God’s great goal is not simply to make us ready for heaven; God wants us to be ready for this world.  Remember, the theme of this letter:  Through Christ, a gracious God created one new people to live for him and work for him in the real world.
God’s masterpieces are to adorn this world.
With that in mind we might ask what these good works look like.  The real question is, Who do these good works look like?
In Romans 8:29, Paul puts God’s goal for salvation in simple terms, “God chose us to become like his Son.”  Like a sculpture shapes the clay, God seeks to shape us to be more Christlike.  We’re not left on our own to achieve this goal.  The Spirit works in us to make us more and more Christlike.

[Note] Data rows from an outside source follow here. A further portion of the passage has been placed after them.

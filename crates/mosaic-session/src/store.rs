//! # Session Storage Port
//!
//! A generic string key/value substrate for durable local state. The
//! Session Manager persists the identity here; external collaborators (the
//! UI's theme preference, for one) share the same substrate, which is why
//! the port speaks plain namespaced keys rather than identity-shaped
//! records.

use std::collections::HashMap;
use std::path::PathBuf;

use async_trait::async_trait;
use parking_lot::Mutex;
use thiserror::Error;
use tracing::debug;

/// Errors from the storage substrate.
#[derive(Debug, Error)]
pub enum StoreError {
    /// Underlying filesystem failure.
    #[error("storage i/o failure: {0}")]
    Io(#[from] std::io::Error),
}

/// Durable local key/value storage.
///
/// Keys are namespaced strings (`mosaic:user`, `mosaic:theme`); values are
/// opaque serialized documents.
#[async_trait]
pub trait SessionStore: Send + Sync {
    /// Read the value stored under `key`, if any.
    async fn load(&self, key: &str) -> Result<Option<String>, StoreError>;

    /// Write `value` under `key`, replacing any previous value.
    async fn save(&self, key: &str, value: &str) -> Result<(), StoreError>;

    /// Delete the value under `key`. Deleting an absent key is not an error.
    async fn remove(&self, key: &str) -> Result<(), StoreError>;
}

/// Volatile store for tests and ephemeral hosts.
#[derive(Default)]
pub struct InMemoryStore {
    entries: Mutex<HashMap<String, String>>,
}

impl InMemoryStore {
    /// Create an empty store.
    #[must_use]
    pub fn new() -> Self {
        Self::default()
    }
}

#[async_trait]
impl SessionStore for InMemoryStore {
    async fn load(&self, key: &str) -> Result<Option<String>, StoreError> {
        Ok(self.entries.lock().get(key).cloned())
    }

    async fn save(&self, key: &str, value: &str) -> Result<(), StoreError> {
        self.entries
            .lock()
            .insert(key.to_string(), value.to_string());
        Ok(())
    }

    async fn remove(&self, key: &str) -> Result<(), StoreError> {
        self.entries.lock().remove(key);
        Ok(())
    }
}

/// File-backed store: one JSON document per key under a data directory.
pub struct JsonFileStore {
    dir: PathBuf,
}

impl JsonFileStore {
    /// Create a store rooted at `dir`. The directory is created lazily on
    /// first write.
    #[must_use]
    pub fn new(dir: impl Into<PathBuf>) -> Self {
        Self { dir: dir.into() }
    }

    /// File path for `key`. Namespace separators are not valid in file
    /// names everywhere, so they map to dashes.
    fn path_for(&self, key: &str) -> PathBuf {
        self.dir.join(format!("{}.json", key.replace(':', "-")))
    }
}

#[async_trait]
impl SessionStore for JsonFileStore {
    async fn load(&self, key: &str) -> Result<Option<String>, StoreError> {
        match tokio::fs::read_to_string(self.path_for(key)).await {
            Ok(raw) => Ok(Some(raw)),
            Err(e) if e.kind() == std::io::ErrorKind::NotFound => Ok(None),
            Err(e) => Err(e.into()),
        }
    }

    async fn save(&self, key: &str, value: &str) -> Result<(), StoreError> {
        tokio::fs::create_dir_all(&self.dir).await?;
        let path = self.path_for(key);
        tokio::fs::write(&path, value).await?;
        debug!(%key, path = %path.display(), "persisted local state");
        Ok(())
    }

    async fn remove(&self, key: &str) -> Result<(), StoreError> {
        match tokio::fs::remove_file(self.path_for(key)).await {
            Ok(()) => Ok(()),
            Err(e) if e.kind() == std::io::ErrorKind::NotFound => Ok(()),
            Err(e) => Err(e.into()),
        }
    }
}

That’s the goal of what Paul calls “the fruit of the Spirit” in Galatians 5.
There’s an aspect to this we shouldn’t miss.  To understand better, think about the pictures of Christ you’ve seen.  There is the mid-twentieth-century “Head of Christ” by Warner Sallman; the classic portraits by Rembrandt, DaVinci, and Michelangelo; as well as pictures from such varied sources as Sunday school literature to icons gracing Orthodox cathedrals.  Many of the most famous paintings of Jesus are criticized for making him into a white European.  It’s a valid observation but Christians around the world have usually seen Jesus in a way that makes him look like one of them.
Here are three pictures of Jesus from different times and places.  Each depicts the same event.


            




















The first is a Korean[1] portrayal of Jesus’ baptism, the second portrays an African Jesus,[2] and the third is from a fifteenth-century painting by Piero della Francesca.
The tendency to make Jesus look like one of us is understandable.  We just need to keep in mind that Jesus was a Semitic who looked like he belonged in the middle east.  He wasn’t a blue-eyed Scandinavian.  Philip Yancey suggests Jesus may have looked like Jamie Farr (MASH’s Corporal Klinger).
But this is not my point.  As you look at these paintings, famous or not, Western, Asian, or African, you immediately recognize Jesus.  They are in different styles but you know you’re looking at Jesus.
I think the Divine Artist does the same thing with the “masterpieces” he creates.  He wants people to look at us—with our different personalities, cultural style, and physical characteristics—and see Jesus.
A Christian professor can make sure her most secular-minded students can “see Jesus” on her campus.  The Christian construction worker can help co-workers “see Jesus” on the job site.  The Christian police officer can help at-risk youth “see Jesus” at a time when they face life-changing decisions. 
When this happens the most amazing “Before and After”—transformation has occurred.  We couldn’t do it on our own.  It could only be the work of God.
The contrast from the beginning of this passage to the end could not be greater.  We have gone from being “dead” to being “alive.” Gone from being in rebellion against God to being clay for him to shape into a piece of art, from being agents of destruction to being positive change-agents in the world.
God puts the “new” in the one new people.